Pour commencer, Charles Juliet nous propose de raconter une peur très forte qu'on a vécu. Le temps de lecture en grand groupe montre que l'expérience a été difficile mais fructueuse. Chaque texte est écouté avec un grand respect. Attentif, Charles Juliet se contente de faire des remarques sur la forme et des suggestions de réécriture en vue d'améliorer le texte. Il nous rappelle la nécessité d'ancrer au maximum le langage dans le concret des choses. Il faut savoir décrire la peur sans la nommer.
« En art, tout ce qui n'est pas nécessaire est nuisible » (Matisse)
Chercher à être vrai, c'est cela qui donne l'énergie poétique. Trouver la nuance exacte. Rechercher la simplicité. Faire attention à ne pas employer systématiquement des mots que l'on aime, car s'ils signifient pour nous beaucoup de choses, ce n'est pas le cas pour les autres. Que chaque mot soit inévitable.

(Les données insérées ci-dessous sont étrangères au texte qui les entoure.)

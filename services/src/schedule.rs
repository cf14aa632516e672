use chrono::{NaiveDate, NaiveDateTime, NaiveTime};
use db::models::attendance_record::{self, AttendanceStatus, RecordKey};
use db::models::{attendance_schedule, room, room_user};
use sea_orm::ActiveValue::Set;
use sea_orm::{ActiveModelTrait, ConnectionTrait, DatabaseConnection, EntityTrait, TransactionTrait};
use serde::Deserialize;
use std::collections::HashSet;

use crate::error::AttendanceError;
use crate::notification::{KIND_NEW_SCHEDULE, Notice, NotificationEmitter};
use crate::schedule_window::ScheduleWindow;
use crate::sweeper::ReconciliationSweeper;

#[derive(Debug, Clone, Deserialize)]
pub struct NewSchedule {
    pub name: String,
    pub description: Option<String>,
    pub date: NaiveDate,
    pub start_time: NaiveTime,
    pub end_time: NaiveTime,
}

/// Fields left as `None` keep their stored value.
#[derive(Debug, Clone, Default, Deserialize)]
pub struct SchedulePatch {
    pub name: Option<String>,
    pub description: Option<String>,
    pub date: Option<NaiveDate>,
    pub start_time: Option<NaiveTime>,
    pub end_time: Option<NaiveTime>,
}

#[derive(Clone)]
pub struct ScheduleService {
    db: DatabaseConnection,
    sweeper: ReconciliationSweeper,
}

impl ScheduleService {
    pub fn new(db: DatabaseConnection, sweeper: ReconciliationSweeper) -> Self {
        Self { db, sweeper }
    }

    pub async fn create_schedule(
        &self,
        owner_id: i64,
        room_id: i64,
        input: NewSchedule,
        now: NaiveDateTime,
    ) -> Result<attendance_schedule::Model, AttendanceError> {
        let room = self.owned_open_room(owner_id, room_id).await?;
        let name = validated_name(&input.name)?;

        // Overlap check and insert commit together.
        let txn = self.db.begin().await?;
        let window = validate_window(
            &txn,
            room.id,
            input.date,
            input.start_time,
            input.end_time,
            None,
            now,
        )
        .await?;
        let schedule = attendance_schedule::Model::create(
            &txn,
            room.id,
            &name,
            input.description.as_deref(),
            window.date(),
            window.start(),
            window.end(),
        )
        .await?;
        txn.commit().await?;

        tracing::info!(
            room_id = room.id,
            schedule_id = schedule.id,
            date = %schedule.date,
            start = %schedule.start_time,
            end = %schedule.end_time,
            "Attendance schedule created"
        );

        let members = room_user::Model::accepted_user_ids(&self.db, room.id).await?;
        if !window.has_ended(now) {
            for &user_id in &members {
                let key = RecordKey::new(room.id, user_id, schedule.id);
                attendance_record::Model::insert_if_absent(&self.db, key, AttendanceStatus::Pending, None)
                    .await?;
            }
        }

        for &user_id in &members {
            let notice = Notice::new(
                user_id,
                format!("{}: New Attendance Schedule", room.class_name),
                format!(
                    "{} is scheduled on {} from {} to {}.",
                    schedule.name,
                    schedule.date,
                    schedule.start_time.format("%H:%M"),
                    schedule.end_time.format("%H:%M")
                ),
            )
            .about(room.id, Some(schedule.id), KIND_NEW_SCHEDULE);
            if let Err(e) = NotificationEmitter::emit(&self.db, &notice).await {
                tracing::warn!(user_id, schedule_id = schedule.id, error = %e, "Failed to notify member");
            }
        }

        Ok(schedule)
    }

    pub async fn update_schedule(
        &self,
        owner_id: i64,
        room_id: i64,
        schedule_id: i64,
        patch: SchedulePatch,
        now: NaiveDateTime,
    ) -> Result<attendance_schedule::Model, AttendanceError> {
        let room = self.owned_open_room(owner_id, room_id).await?;
        let current = attendance_schedule::Model::find_in_room(&self.db, room.id, schedule_id)
            .await?
            .ok_or_else(|| AttendanceError::not_found("Schedule not found"))?;

        let name = match &patch.name {
            Some(n) => validated_name(n)?,
            None => current.name.clone(),
        };
        let txn = self.db.begin().await?;
        let window = validate_window(
            &txn,
            room.id,
            patch.date.unwrap_or(current.date),
            patch.start_time.unwrap_or(current.start_time),
            patch.end_time.unwrap_or(current.end_time),
            Some(current.id),
            now,
        )
        .await?;

        let mut active: attendance_schedule::ActiveModel = current.into();
        active.name = Set(name);
        if let Some(description) = patch.description {
            active.description = Set(Some(description));
        }
        active.date = Set(window.date());
        active.start_time = Set(window.start());
        active.end_time = Set(window.end());

        let updated = active.update(&txn).await?;
        txn.commit().await?;
        tracing::info!(room_id, schedule_id, "Attendance schedule updated");
        Ok(updated)
    }

    /// Visible to the owner and accepted members.
    pub async fn list_schedules(
        &self,
        requester_id: i64,
        room_id: i64,
    ) -> Result<Vec<attendance_schedule::Model>, AttendanceError> {
        let room = room::Entity::find_by_id(room_id)
            .one(&self.db)
            .await?
            .ok_or_else(|| AttendanceError::not_found("Room not found"))?;
        if !room.is_owner(requester_id) {
            let member = room_user::Model::find_membership(&self.db, room_id, requester_id)
                .await?
                .is_some_and(|m| m.is_accepted());
            if !member {
                return Err(AttendanceError::forbidden(
                    "You are not an accepted member of this room",
                ));
            }
        }
        Ok(attendance_schedule::Model::list_for_room(&self.db, room_id).await?)
    }

    /// Makes sure every accepted member has a record for the schedule, then
    /// returns all of them.
    ///
    /// While the window is still open or upcoming, missing members get `pending`.
    /// Once it has ended, the schedule is reconciled exactly as the periodic sweep
    /// would do it, notifications included.
    pub async fn initialize_records(
        &self,
        owner_id: i64,
        room_id: i64,
        schedule_id: i64,
        now: NaiveDateTime,
    ) -> Result<Vec<attendance_record::Model>, AttendanceError> {
        let room = self.owned_room(owner_id, room_id).await?;
        let schedule = attendance_schedule::Model::find_in_room(&self.db, room.id, schedule_id)
            .await?
            .ok_or_else(|| AttendanceError::not_found("Schedule not found"))?;
        let window = ScheduleWindow::try_from(&schedule)?;

        if window.has_ended(now) {
            let report = self.sweeper.reconcile_schedule(&schedule, now).await;
            tracing::debug!(schedule_id, finalized = report.finalized, "Reconciled ended schedule");
        } else {
            let existing: HashSet<i64> =
                attendance_record::Model::existing_user_ids(&self.db, schedule.id)
                    .await?
                    .into_iter()
                    .collect();
            let members = room_user::Model::accepted_user_ids(&self.db, room.id).await?;
            for user_id in members.into_iter().filter(|id| !existing.contains(id)) {
                let key = RecordKey::new(room.id, user_id, schedule.id);
                attendance_record::Model::insert_if_absent(&self.db, key, AttendanceStatus::Pending, None)
                    .await?;
            }
        }

        Ok(attendance_record::Model::list_for_schedule(&self.db, schedule.id).await?)
    }

    async fn owned_room(&self, owner_id: i64, room_id: i64) -> Result<room::Model, AttendanceError> {
        let room = room::Entity::find_by_id(room_id)
            .one(&self.db)
            .await?
            .ok_or_else(|| AttendanceError::not_found("Room not found"))?;
        if !room.is_owner(owner_id) {
            return Err(AttendanceError::forbidden(
                "Only the room owner can manage attendance schedules",
            ));
        }
        Ok(room)
    }

    async fn owned_open_room(&self, owner_id: i64, room_id: i64) -> Result<room::Model, AttendanceError> {
        let room = self.owned_room(owner_id, room_id).await?;
        if room.archived {
            return Err(AttendanceError::conflict("This room is archived"));
        }
        Ok(room)
    }
}

/// Checks the window shape and date, then looks for a clash on `conn`. Callers
/// pass the transaction that will also write the schedule.
async fn validate_window<C: ConnectionTrait>(
    conn: &C,
    room_id: i64,
    date: NaiveDate,
    start: NaiveTime,
    end: NaiveTime,
    exclude_id: Option<i64>,
    now: NaiveDateTime,
) -> Result<ScheduleWindow, AttendanceError> {
    let window = ScheduleWindow::new(date, start, end)?;
    if date < now.date() {
        return Err(AttendanceError::validation("Schedule date cannot be in the past"));
    }

    let clashes =
        attendance_schedule::Model::find_overlapping(conn, room_id, date, start, end, exclude_id).await?;
    if let Some(other) = clashes.first() {
        return Err(AttendanceError::conflict(format!(
            "Schedule overlaps with '{}' ({} - {})",
            other.name,
            other.start_time.format("%H:%M"),
            other.end_time.format("%H:%M")
        )));
    }
    Ok(window)
}

fn validated_name(name: &str) -> Result<String, AttendanceError> {
    let trimmed = name.trim();
    if trimmed.is_empty() {
        return Err(AttendanceError::validation("Schedule name is required"));
    }
    Ok(trimmed.to_owned())
}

Au cours des échanges, plusieurs points importants ont été abordés :

Sur la question du « mentir vrai » :
Se souvenir, c'est inventer. Inventer, c'est se souvenir.
On peut tout dire de soi, à condition :

-   d'être dans le non savoir et le non vouloir
-   de n'avoir aucune image de soi, d'avoir quitté le regard de l'autre
-   ne pas être dans la complaisance envers soi-même, ne pas chercher à se mettre en avant

« Plus j'ai à dire une chose personnelle, plus j'essaie d'être dans la neutralité »

Atteindre l'universel :
Tout ce qu'on a à dire se retrouve aussi chez les autres.
C'est en creusant sa singularité qu'on atteint l'universel (il s'agit bien de singularité, ce qui est différent de la subjectivité).
On doit nécessairement être dans la neutralité si on veut que le lecteur s'approprie ce qu'il lit.Tchekov disait « Quand on écrit il faut être froid ».
Passer du Moi au Soi, c'est vivre cette révolution intérieure qui fait qu'on meurt à soi-même pour renaître. Après cette mutation, on connaît l'amour, l'empathie, sans être pour autant déconnecté de soi.
Seuls sont grands les écrivains qui nous parlent parce qu'ils ont vécu ce passage.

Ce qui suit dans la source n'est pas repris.